Getting involved in political activism helped me come out of the closet and find my community

I suppose my teenage bulletin board dedicated solely to Jennifer Lopez should have offered a clue. Or the fact that I obsessively watched the 1963 version of Cleopatra with Elizabeth Taylor because I was enamored with Taylor’s unabashed sensuality. Or maybe it all should have been clear when I developed a particular fascination with Greta Garbo and her alleged lesbianism. The androgyny of Garbo’s character in the 1933 film Queen Christina had me compulsively rewatching the scene in which Christina kisses her lady’s maid.
Growing up, my family attended a small fundamentalist Baptist church in Southwest Missouri, a church in which women were not allowed to pray, where women didn’t have jobs, and where homosexuality was regularly compared to bestiality and pedophilia. When I was around 15 years old, I remember wondering, “Do I like women?” But I instantly pushed the thought to the back of my consciousness, determined to never again ask myself that question.

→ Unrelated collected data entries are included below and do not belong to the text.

//! Overlay Services
//!
//! The application services that participate in the override scheme. Each
//! owns a capability key, a base registered by [`install_bases`], and an
//! accessor that resolves the effective instance:
//!
//! | Key | Kind | Base |
//! |-----|------|------|
//! | `core:logger` | service | [`Logger`] at info level |
//! | `core:http-client` | service | [`HttpClient`] on `/api` |
//! | `core:query-config` | data | [`QueryConfig`] defaults |
//! | `core:ui-provider` | data | [`ThemeConfig`] defaults |
//! | `core:config-menu` | data | [`MenuConfig`] default routes |
//! | `utils:formatDate` | service | [`FormatDate::base`] |
//!
//! Accessors use the merged value only when an extension loader exists for
//! the key, so a deployment without extensions never pays for resolution.

#![warn(missing_docs)]
#![warn(unreachable_pub)]

pub mod error;
pub mod format_date;
pub mod http;
pub mod install;
pub mod logger;
pub mod menu;
pub mod query;
pub mod ui;

pub use error::{DateParseError, HttpError, ServiceError, TransportError};
pub use format_date::{parse_date_input, FormatDate};
pub use http::{
    DefaultErrorHandler, DetachedTransport, ErrorDisposition, ErrorHandler, HttpClient, HttpConfig,
    MemoryTokenStore, Method, Request, RequestHook, Response, TokenSource, Transport,
};
pub use install::{
    effective, format_date, http_client, install_bases, logger, menu, query_config, resolve_data,
    resolve_service, theme, ServicesConfig,
};
pub use logger::{
    prefix_formatter, ErrorReport, ErrorReporter, LogContext, LogEntry, LogLevel, Logger,
    LoggerConfig, LoggerHooks,
};
pub use menu::{MenuConfig, MenuItem};
pub use query::{MutationDefaults, QueryConfig, QueryDefaults};
pub use ui::{ThemeAlgorithm, ThemeConfig, ThemeToken};

/// Version of this crate
pub const VERSION: &str = env!("CARGO_PKG_VERSION");
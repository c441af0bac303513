//! Date formatting (`utils:formatDate`)
//!
//! A callable service: the base renders a short human date and ignores any
//! requested pattern; extensions swap the function.

use crate::error::DateParseError;
use chrono::{DateTime, NaiveDate, Utc};
use std::fmt::{self, Debug, Formatter, Write};
use std::sync::Arc;

/// Pattern used by the base formatter (`Jan 5, 2024`)
pub const BASE_PATTERN: &str = "%b %-d, %Y";

type FormatFn = dyn Fn(DateTime<Utc>, Option<&str>) -> String + Send + Sync;

/// Date formatting function
#[derive(Clone)]
pub struct FormatDate {
    name: &'static str,
    func: Arc<FormatFn>,
}

impl FormatDate {
    /// Wrap a formatting function
    pub fn new<F>(name: &'static str, func: F) -> Self
    where
        F: Fn(DateTime<Utc>, Option<&str>) -> String + Send + Sync + 'static,
    {
        Self {
            name,
            func: Arc::new(func),
        }
    }

    /// Base formatter; the pattern argument is ignored
    #[must_use]
    pub fn base() -> Self {
        Self::new("base", |date, _| render(date, BASE_PATTERN))
    }

    /// Formatter honoring `strftime` patterns, with a fallback pattern
    ///
    /// An unusable pattern renders with the fallback instead.
    #[must_use]
    pub fn patterned(fallback: &'static str) -> Self {
        Self::new("patterned", move |date, pattern| {
            pattern
                .and_then(|p| try_render(date, p))
                .unwrap_or_else(|| render(date, fallback))
        })
    }

    /// Format a timestamp
    #[must_use]
    pub fn format(&self, date: DateTime<Utc>, pattern: Option<&str>) -> String {
        (self.func)(date, pattern)
    }

    /// Parse then format a textual date
    ///
    /// # Errors
    /// [`DateParseError`] when the input is neither RFC 3339 nor `YYYY-MM-DD`
    pub fn format_str(&self, input: &str, pattern: Option<&str>) -> Result<String, DateParseError> {
        Ok(self.format(parse_date_input(input)?, pattern))
    }

    /// Label of the wrapped function
    #[must_use]
    pub fn name(&self) -> &'static str {
        self.name
    }
}

impl Default for FormatDate {
    fn default() -> Self {
        Self::base()
    }
}

impl Debug for FormatDate {
    fn fmt(&self, f: &mut Formatter<'_>) -> fmt::Result {
        f.debug_tuple("FormatDate").field(&self.name).finish()
    }
}

/// Parse RFC 3339 timestamps and plain `YYYY-MM-DD` dates (midnight UTC)
///
/// # Errors
/// [`DateParseError`] for anything else
pub fn parse_date_input(input: &str) -> Result<DateTime<Utc>, DateParseError> {
    let trimmed = input.trim();
    if let Ok(parsed) = DateTime::parse_from_rfc3339(trimmed) {
        return Ok(parsed.with_timezone(&Utc));
    }
    NaiveDate::parse_from_str(trimmed, "%Y-%m-%d")
        .ok()
        .and_then(|date| date.and_hms_opt(0, 0, 0))
        .map(|naive| naive.and_utc())
        .ok_or_else(|| DateParseError {
            input: input.to_string(),
        })
}

fn try_render(date: DateTime<Utc>, pattern: &str) -> Option<String> {
    let mut out = String::new();
    write!(out, "{}", date.format(pattern)).ok()?;
    Some(out)
}

fn render(date: DateTime<Utc>, pattern: &str) -> String {
    try_render(date, pattern).unwrap_or_else(|| date.to_rfc3339())
}
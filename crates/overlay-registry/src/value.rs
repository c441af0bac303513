//! Implementation values
//!
//! An [`Implementation`] is what gets registered as a base or an extension.
//! Plain data (primitives, sequences, key/value structures) is carried as JSON
//! so it can take part in structural merge. Services (callables, clients,
//! loggers) are opaque shared objects and are only ever replaced.

use serde::{de::DeserializeOwned, Serialize};
use serde_json::Value as JsonValue;
use std::any::{type_name, Any};
use std::fmt::{self, Debug, Formatter};
use std::sync::Arc;

/// Shape of an implementation, as seen by the merge rules
#[derive(Debug, Clone, Copy, PartialEq, Eq, Hash)]
pub enum ImplementationKind {
    /// `null`, boolean, number or string
    Primitive,
    /// JSON array
    Sequence,
    /// JSON object
    Composite,
    /// Opaque service object or callable
    Service,
}

impl ImplementationKind {
    /// Lowercase label for diagnostics
    #[must_use]
    pub fn as_str(self) -> &'static str {
        match self {
            Self::Primitive => "primitive",
            Self::Sequence => "sequence",
            Self::Composite => "composite",
            Self::Service => "service",
        }
    }
}

/// A base or extension value held by the registry
///
/// Clones share the underlying allocation, so a value handed out twice from
/// the merged cache is reference-equal (see [`Implementation::ptr_eq`]).
#[derive(Clone)]
pub enum Implementation {
    /// Structured or primitive data
    Data(Arc<JsonValue>),
    /// Opaque service or callable
    Service(Arc<dyn Any + Send + Sync>),
}

impl Implementation {
    /// Wrap a JSON value
    #[inline]
    #[must_use]
    pub fn data(value: JsonValue) -> Self {
        Self::Data(Arc::new(value))
    }

    /// Serialize a typed value into a data implementation
    ///
    /// # Errors
    /// Returns [`ConversionError::Encode`] if the value cannot be represented as JSON
    pub fn from_typed<T: Serialize>(value: &T) -> Result<Self, ConversionError> {
        serde_json::to_value(value)
            .map(Self::data)
            .map_err(ConversionError::Encode)
    }

    /// Wrap a service object
    #[inline]
    #[must_use]
    pub fn service<T: Any + Send + Sync>(value: T) -> Self {
        Self::Service(Arc::new(value))
    }

    /// Wrap an already shared service object
    #[inline]
    #[must_use]
    pub fn shared<T: Any + Send + Sync>(value: Arc<T>) -> Self {
        Self::Service(value)
    }

    /// Merge-relevant shape of this value
    #[must_use]
    pub fn kind(&self) -> ImplementationKind {
        match self {
            Self::Service(_) => ImplementationKind::Service,
            Self::Data(value) => match value.as_ref() {
                JsonValue::Object(_) => ImplementationKind::Composite,
                JsonValue::Array(_) => ImplementationKind::Sequence,
                _ => ImplementationKind::Primitive,
            },
        }
    }

    /// Whether this is a service (never merged)
    #[inline]
    #[must_use]
    pub fn is_service(&self) -> bool {
        matches!(self, Self::Service(_))
    }

    /// Whether this is a key/value structure eligible for structural merge
    #[inline]
    #[must_use]
    pub fn is_composite(&self) -> bool {
        self.kind() == ImplementationKind::Composite
    }

    /// Borrow the JSON value, if this is data
    #[inline]
    #[must_use]
    pub fn as_data(&self) -> Option<&JsonValue> {
        match self {
            Self::Data(value) => Some(value),
            Self::Service(_) => None,
        }
    }

    /// Deserialize data into a typed struct
    ///
    /// # Errors
    /// - [`ConversionError::NotData`] for services
    /// - [`ConversionError::Decode`] when the JSON does not match `T`
    pub fn to_typed<T: DeserializeOwned>(&self) -> Result<T, ConversionError> {
        let value = self.as_data().ok_or(ConversionError::NotData)?;
        T::deserialize(value).map_err(ConversionError::Decode)
    }

    /// Recover a typed handle to a service
    ///
    /// # Errors
    /// - [`ConversionError::NotService`] for data
    /// - [`ConversionError::TypeMismatch`] when the service is another type
    pub fn downcast<T: Any + Send + Sync>(&self) -> Result<Arc<T>, ConversionError> {
        match self {
            Self::Service(service) => Arc::clone(service).downcast::<T>().map_err(|_| {
                ConversionError::TypeMismatch {
                    expected: type_name::<T>(),
                }
            }),
            Self::Data(_) => Err(ConversionError::NotService {
                expected: type_name::<T>(),
            }),
        }
    }

    /// Reference equality: both sides share one allocation
    #[must_use]
    pub fn ptr_eq(&self, other: &Self) -> bool {
        match (self, other) {
            (Self::Data(a), Self::Data(b)) => Arc::ptr_eq(a, b),
            (Self::Service(a), Self::Service(b)) => Arc::ptr_eq(a, b),
            _ => false,
        }
    }
}

impl Debug for Implementation {
    fn fmt(&self, f: &mut Formatter<'_>) -> fmt::Result {
        match self {
            Self::Data(value) => f.debug_tuple("Data").field(value).finish(),
            Self::Service(service) => f
                .debug_tuple("Service")
                .field(&format_args!("{:p}", Arc::as_ptr(service)))
                .finish(),
        }
    }
}

/// Data compares by value, services by identity
impl PartialEq for Implementation {
    fn eq(&self, other: &Self) -> bool {
        match (self, other) {
            (Self::Data(a), Self::Data(b)) => a == b,
            (Self::Service(a), Self::Service(b)) => Arc::ptr_eq(a, b),
            _ => false,
        }
    }
}

impl From<JsonValue> for Implementation {
    fn from(value: JsonValue) -> Self {
        Self::data(value)
    }
}

/// Typed access failures
#[derive(Debug, thiserror::Error)]
pub enum ConversionError {
    /// Expected data, found a service
    #[error("expected data, found a service")]
    NotData,

    /// Expected a service, found data
    #[error("expected service {expected}, found data")]
    NotService {
        /// Requested Rust type
        expected: &'static str,
    },

    /// Service is a different type
    #[error("service is not a {expected}")]
    TypeMismatch {
        /// Requested Rust type
        expected: &'static str,
    },

    /// JSON did not decode into the requested type
    #[error("data does not decode: {0}")]
    Decode(#[source] serde_json::Error),

    /// Typed value did not encode into JSON
    #[error("value does not encode: {0}")]
    Encode(#[source] serde_json::Error),
}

Fast forward to early 2017.
I had been having regular panic attacks after Trump was elected. My abject terror for the future of immigrants, LGBTQ people, Black people, and women in America inspired me to get involved in local politics. As I began attending protests, sit-ins, and trainings, I was surrounded for the first time by people who believed that every person should be treated equally regardless of sexual orientation, gender identity, and race. I gained dozens of new friends and a newfound confidence in my own identity. I began to accept the part of myself that I had suppressed for so long.

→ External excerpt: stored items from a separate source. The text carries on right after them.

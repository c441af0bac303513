//! Base/extension merge rules
//!
//! - No extension: the base, unchanged (same allocation).
//! - Either side is a service: the extension replaces the base.
//! - Either side is not a key/value structure: the extension replaces the base.
//! - Both are key/value structures: [`structural_merge`].
//!
//! Removal sentinels never survive into a merged value. A data extension that
//! is itself the sentinel removes nothing and resolves to the base.
//!
//! Merge never fails. A type mismatch at any level resolves to "extension wins".

use crate::value::Implementation;
use serde_json::{Map, Value as JsonValue};
use std::sync::Arc;

/// Key of the removal sentinel object
pub const REMOVE_MARKER: &str = "$remove";

/// Sentinel that deletes a key from the merged result
///
/// An extension value of `null` overwrites with `null`, and an absent key keeps the
/// base value. Only this marker removes a base field.
#[must_use]
pub fn remove_marker() -> JsonValue {
    let mut marker = Map::with_capacity(1);
    marker.insert(REMOVE_MARKER.to_string(), JsonValue::Bool(true));
    JsonValue::Object(marker)
}

/// Whether a value is exactly the removal sentinel
#[must_use]
pub fn is_remove_marker(value: &JsonValue) -> bool {
    match value {
        JsonValue::Object(map) => {
            map.len() == 1 && map.get(REMOVE_MARKER) == Some(&JsonValue::Bool(true))
        }
        _ => false,
    }
}

/// Compute the effective implementation from a base and an optional extension
#[must_use]
pub fn resolve(base: &Implementation, extension: Option<&Implementation>) -> Implementation {
    let Some(extension) = extension else {
        return base.clone();
    };

    match (base, extension) {
        (_, Implementation::Data(ext_value)) if is_remove_marker(ext_value) => base.clone(),
        (Implementation::Data(base_value), Implementation::Data(ext_value))
            if base_value.is_object() && ext_value.is_object() =>
        {
            Implementation::Data(Arc::new(structural_merge(base_value, ext_value)))
        }
        (_, Implementation::Data(ext_value)) if contains_marker(ext_value) => {
            Implementation::Data(Arc::new(strip_markers(ext_value)))
        }
        _ => extension.clone(),
    }
}

/// Recursively merge two JSON values, extension taking precedence
///
/// For every key in `extension`: nested objects on both sides merge
/// recursively; the removal sentinel deletes the key; anything else
/// (including arrays and `null`) overwrites. Keys only present in `base`
/// survive unchanged. Non-object inputs resolve to `extension`.
#[must_use]
pub fn structural_merge(base: &JsonValue, extension: &JsonValue) -> JsonValue {
    match (base, extension) {
        (JsonValue::Object(base_map), JsonValue::Object(ext_map)) => {
            let mut result = base_map.clone();
            for (key, ext_val) in ext_map {
                if is_remove_marker(ext_val) {
                    result.remove(key);
                    continue;
                }

                let merged = match result.get(key) {
                    Some(base_val @ JsonValue::Object(_)) if ext_val.is_object() => {
                        structural_merge(base_val, ext_val)
                    }
                    _ => strip_markers(ext_val),
                };
                result.insert(key.clone(), merged);
            }
            JsonValue::Object(result)
        }
        (_, ext_val) => strip_markers(ext_val),
    }
}

fn contains_marker(value: &JsonValue) -> bool {
    match value {
        JsonValue::Object(map) => map.values().any(|v| is_remove_marker(v) || contains_marker(v)),
        _ => false,
    }
}

/// Drop removal sentinels from a value that has no base counterpart
pub(crate) fn strip_markers(value: &JsonValue) -> JsonValue {
    match value {
        JsonValue::Object(map) => JsonValue::Object(
            map.iter()
                .filter(|(_, v)| !is_remove_marker(v))
                .map(|(k, v)| (k.clone(), strip_markers(v)))
                .collect(),
        ),
        other => other.clone(),
    }
}

#[cfg(test)]
mod tests {
    use super::*;
    use pretty_assertions::assert_eq;
    use proptest::prelude::*;
    use serde_json::json;

    #[derive(Debug)]
    struct Formatter;

    #[test]
    fn nested_merge_keeps_untouched_keys() {
        let base = json!({"a": {"x": 1, "y": 2}, "b": 3});
        let ext = json!({"a": {"y": 9}});
        assert_eq!(
            structural_merge(&base, &ext),
            json!({"a": {"x": 1, "y": 9}, "b": 3})
        );
    }

    #[test]
    fn extension_adds_new_keys() {
        let base = json!({"token": {"colorPrimary": "#1890ff"}});
        let ext = json!({"components": {"Card": {"headerFontSize": 16}}});
        assert_eq!(
            structural_merge(&base, &ext),
            json!({
                "token": {"colorPrimary": "#1890ff"},
                "components": {"Card": {"headerFontSize": 16}}
            })
        );
    }

    #[test]
    fn arrays_are_replaced_not_concatenated() {
        let base = json!({"tags": [1, 2], "nested": {"list": ["a"]}});
        let ext = json!({"tags": [3], "nested": {"list": []}});
        assert_eq!(
            structural_merge(&base, &ext),
            json!({"tags": [3], "nested": {"list": []}})
        );
    }

    #[test]
    fn type_mismatch_extension_wins() {
        let base = json!({"a": {"x": 1}, "b": 2});
        let ext = json!({"a": 5, "b": {"y": 1}});
        assert_eq!(structural_merge(&base, &ext), json!({"a": 5, "b": {"y": 1}}));
    }

    #[test]
    fn null_and_falsy_overwrite() {
        let base = json!({"a": 1, "b": true, "c": "text"});
        let ext = json!({"a": null, "b": false, "c": ""});
        assert_eq!(
            structural_merge(&base, &ext),
            json!({"a": null, "b": false, "c": ""})
        );
    }

    #[test]
    fn remove_marker_deletes_key() {
        let base = json!({"a": 1, "b": {"x": 1, "y": 2}});
        let ext = json!({"a": remove_marker(), "b": {"y": remove_marker()}});
        assert_eq!(structural_merge(&base, &ext), json!({"b": {"x": 1}}));
    }

    #[test]
    fn remove_marker_for_absent_key_is_dropped() {
        let base = json!({"a": 1});
        let ext = json!({"b": remove_marker(), "c": {"d": remove_marker(), "e": 1}});
        assert_eq!(structural_merge(&base, &ext), json!({"a": 1, "c": {"e": 1}}));
    }

    #[test]
    fn marker_detection_is_exact() {
        assert!(is_remove_marker(&remove_marker()));
        assert!(!is_remove_marker(&json!({"$remove": false})));
        assert!(!is_remove_marker(&json!({"$remove": true, "other": 1})));
        assert!(!is_remove_marker(&json!("$remove")));
    }

    #[test]
    fn resolve_without_extension_is_base() {
        let base = Implementation::data(json!({"a": 1}));
        let resolved = resolve(&base, None);
        assert!(resolved.ptr_eq(&base));
    }

    #[test]
    fn resolve_primitive_replaces() {
        let base = Implementation::data(json!(1));
        let ext = Implementation::data(json!({"a": 1}));
        assert!(resolve(&base, Some(&ext)).ptr_eq(&ext));

        let base = Implementation::data(json!({"a": 1}));
        let ext = Implementation::data(json!("flat"));
        assert!(resolve(&base, Some(&ext)).ptr_eq(&ext));
    }

    #[test]
    fn resolve_sequence_replaces() {
        let base = Implementation::data(json!([1, 2]));
        let ext = Implementation::data(json!([3]));
        assert!(resolve(&base, Some(&ext)).ptr_eq(&ext));
    }

    #[test]
    fn resolve_service_replaces() {
        let base = Implementation::service(Formatter);
        let ext = Implementation::data(json!({"a": 1}));
        assert!(resolve(&base, Some(&ext)).ptr_eq(&ext));

        let base = Implementation::data(json!({"a": 1}));
        let ext = Implementation::service(Formatter);
        assert!(resolve(&base, Some(&ext)).ptr_eq(&ext));
    }

    #[test]
    fn resolve_replacement_drops_markers() {
        let base = Implementation::data(json!("flat"));
        let ext = Implementation::data(json!({"a": remove_marker(), "b": 1}));
        assert_eq!(resolve(&base, Some(&ext)).as_data(), Some(&json!({"b": 1})));

        let base = Implementation::service(Formatter);
        let ext = Implementation::data(json!({"k": {"a": remove_marker(), "b": 1}}));
        assert_eq!(resolve(&base, Some(&ext)).as_data(), Some(&json!({"k": {"b": 1}})));

        let nested = structural_merge(&json!({"k": 1}), &json!({"k": {"a": remove_marker(), "b": 1}}));
        assert_eq!(nested, json!({"k": {"b": 1}}));
    }

    #[test]
    fn resolve_top_level_marker_keeps_base() {
        let base = Implementation::data(json!([1, 2]));
        let ext = Implementation::data(remove_marker());
        assert!(resolve(&base, Some(&ext)).ptr_eq(&base));
    }

    #[test]
    fn resolve_composites_merge() {
        let base = Implementation::data(json!({"a": {"x": 1, "y": 2}, "b": 3}));
        let ext = Implementation::data(json!({"a": {"y": 9}}));
        let resolved = resolve(&base, Some(&ext));
        assert_eq!(resolved.as_data(), Some(&json!({"a": {"x": 1, "y": 9}, "b": 3})));
    }

    fn json_leaf() -> impl Strategy<Value = JsonValue> {
        prop_oneof![
            Just(JsonValue::Null),
            any::<bool>().prop_map(JsonValue::Bool),
            any::<i64>().prop_map(|n| json!(n)),
            "[a-z]{0,6}".prop_map(JsonValue::String),
        ]
    }

    fn json_tree() -> impl Strategy<Value = JsonValue> {
        json_leaf().prop_recursive(3, 32, 4, |inner| {
            prop_oneof![
                prop::collection::vec(inner.clone(), 0..4).prop_map(JsonValue::Array),
                prop::collection::btree_map("[a-d]", inner, 0..4)
                    .prop_map(|m| JsonValue::Object(m.into_iter().collect())),
            ]
        })
    }

    fn json_object() -> impl Strategy<Value = JsonValue> {
        prop::collection::btree_map("[a-d]", json_tree(), 0..5)
            .prop_map(|m| JsonValue::Object(m.into_iter().collect()))
    }

    proptest! {
        #[test]
        fn empty_extension_is_identity(base in json_object()) {
            prop_assert_eq!(structural_merge(&base, &json!({})), base);
        }

        #[test]
        fn base_only_keys_survive(base in json_object(), ext in json_object()) {
            let merged = structural_merge(&base, &ext);
            let merged = merged.as_object().unwrap();
            let ext = ext.as_object().unwrap();
            for (key, value) in base.as_object().unwrap() {
                if !ext.contains_key(key) {
                    prop_assert_eq!(merged.get(key), Some(value));
                }
            }
        }

        #[test]
        fn extension_leaves_win(base in json_object(), ext in json_object()) {
            let merged = structural_merge(&base, &ext);
            let merged = merged.as_object().unwrap();
            for (key, value) in ext.as_object().unwrap() {
                if !value.is_object() {
                    prop_assert_eq!(merged.get(key), Some(value));
                }
            }
        }

        #[test]
        fn reapplying_extension_is_stable(base in json_object(), ext in json_object()) {
            let once = structural_merge(&base, &ext);
            let twice = structural_merge(&once, &ext);
            prop_assert_eq!(once, twice);
        }
    }
}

When I finally worked up the courage to come out as bisexual to my family and friends, the response was exactly what I had expected: “Love the sinner; hate the sin. But because of the warm and inclusive people I met following the 2016 election, I no longer felt ostracized by my queerness.
Getting involved in local politics provided me with the support system that I needed to come out, but it also gave me an understanding of the dangerously homophobic and transphobic policies of my state. It endowed me with the confidence to combat these policies.
It’s no secret that the Bible Belt is a dangerous place for LGBTQIA Americans. Not only do churches like the one I grew up in spew false equivalencies comparing homosexuality to pedophilia, but many also enforce conversion therapy which is known to have devastating effects on youth mental health. And the effects of this anti-LGBTQIA rhetoric are more far-reaching than just church pulpits. The anti-LGBT legislation pushed by state legislators in the Midwest is often influenced by their religious views, and the political climate for LGBT folks in my state of Missouri is particularly egregious.
This year, for the 20th year in a row, the Missouri Non-Discrimination Act was shot down by the Missouri legislature. This bill would have added gender identity and sexual orientation to Missouri’s already existing Human Rights Act so that LGBT Missourians cannot be fired or discriminated against in public housing or businesses. Missouri legislators voted against equality.
Just last year, 17-year-old Ally Steinfeld, a Missouri trans teenage girl, was brutally murdered and law enforcement refused to call her murder a hate crime. Trans people are too often the victims of hate crimes but in states like Missouri where there are no legal protections for LGBT folks, the danger is even greater. Getting involved in local politics helped me come out of the closet and gave me the agency to stand up for myself, but as a white, cisgender woman, I also realized the importance of fighting against the horrific discrimination that is inflicted toward transgender folks and people of color here.
For those of you who are ready to come out but don’t yet have a support system, political activism is a powerful way to find community.
You’ll also find your voice, learn to speak up for yourself, and learn to stand up for the most marginalized in your state. These past few years have been the most empowering years of my life. I leave you with three ways to get involved in political activism, and while the possibilities for involvement are endless, these are simple strategies I utilized to find support and create sustainable, lasting change.
1Seek out your community’s LGBT advocacy group and ask them if they need volunteers.
Most organizations need people to make phone calls, handle data entry, or canvass for political campaigns. Many LGBT advocacy groups hold lobby days, where a group travels to the state capital to meet with legislators face to face. These conversations can be about specific pieces of LGBT legislation (I suggest researching what laws your state has to protect LGBTQIA people, or what acts your state has refused to pass) or about your lived experience as an LGBT person in your state. Either way, I always leave lobby days feeling powerful.
2Volunteer for someone in your community who is running for office.
Find a candidate who will fight for LGBT rights and help them knock on doors, make phone calls, or write postcards. Helping elect the right people to your state’s legislature is important because that is where the legislation that will most impact you and your community is created. Plus, volunteering on a campaign is also a way to make lifelong friends.
3If the community you seek does not exist, build it yourself.
For me personally, this looked like founding an organization called Team Millennial, a group of politically engaged young people, because most of the activists in my state were older. For you, maybe this looks like creating an organization for non-binary people, or maybe it looks like creating a space for LGBT folks to heal from religious fundamentalism.
Despite my existence as a queer person in the Midwest, the community that I found through political activism empowered me to come out of the closet. I feel incredibly grateful to play a small role in dismantling systemic oppression of queer people in my state. I hope you too find the community you deserve.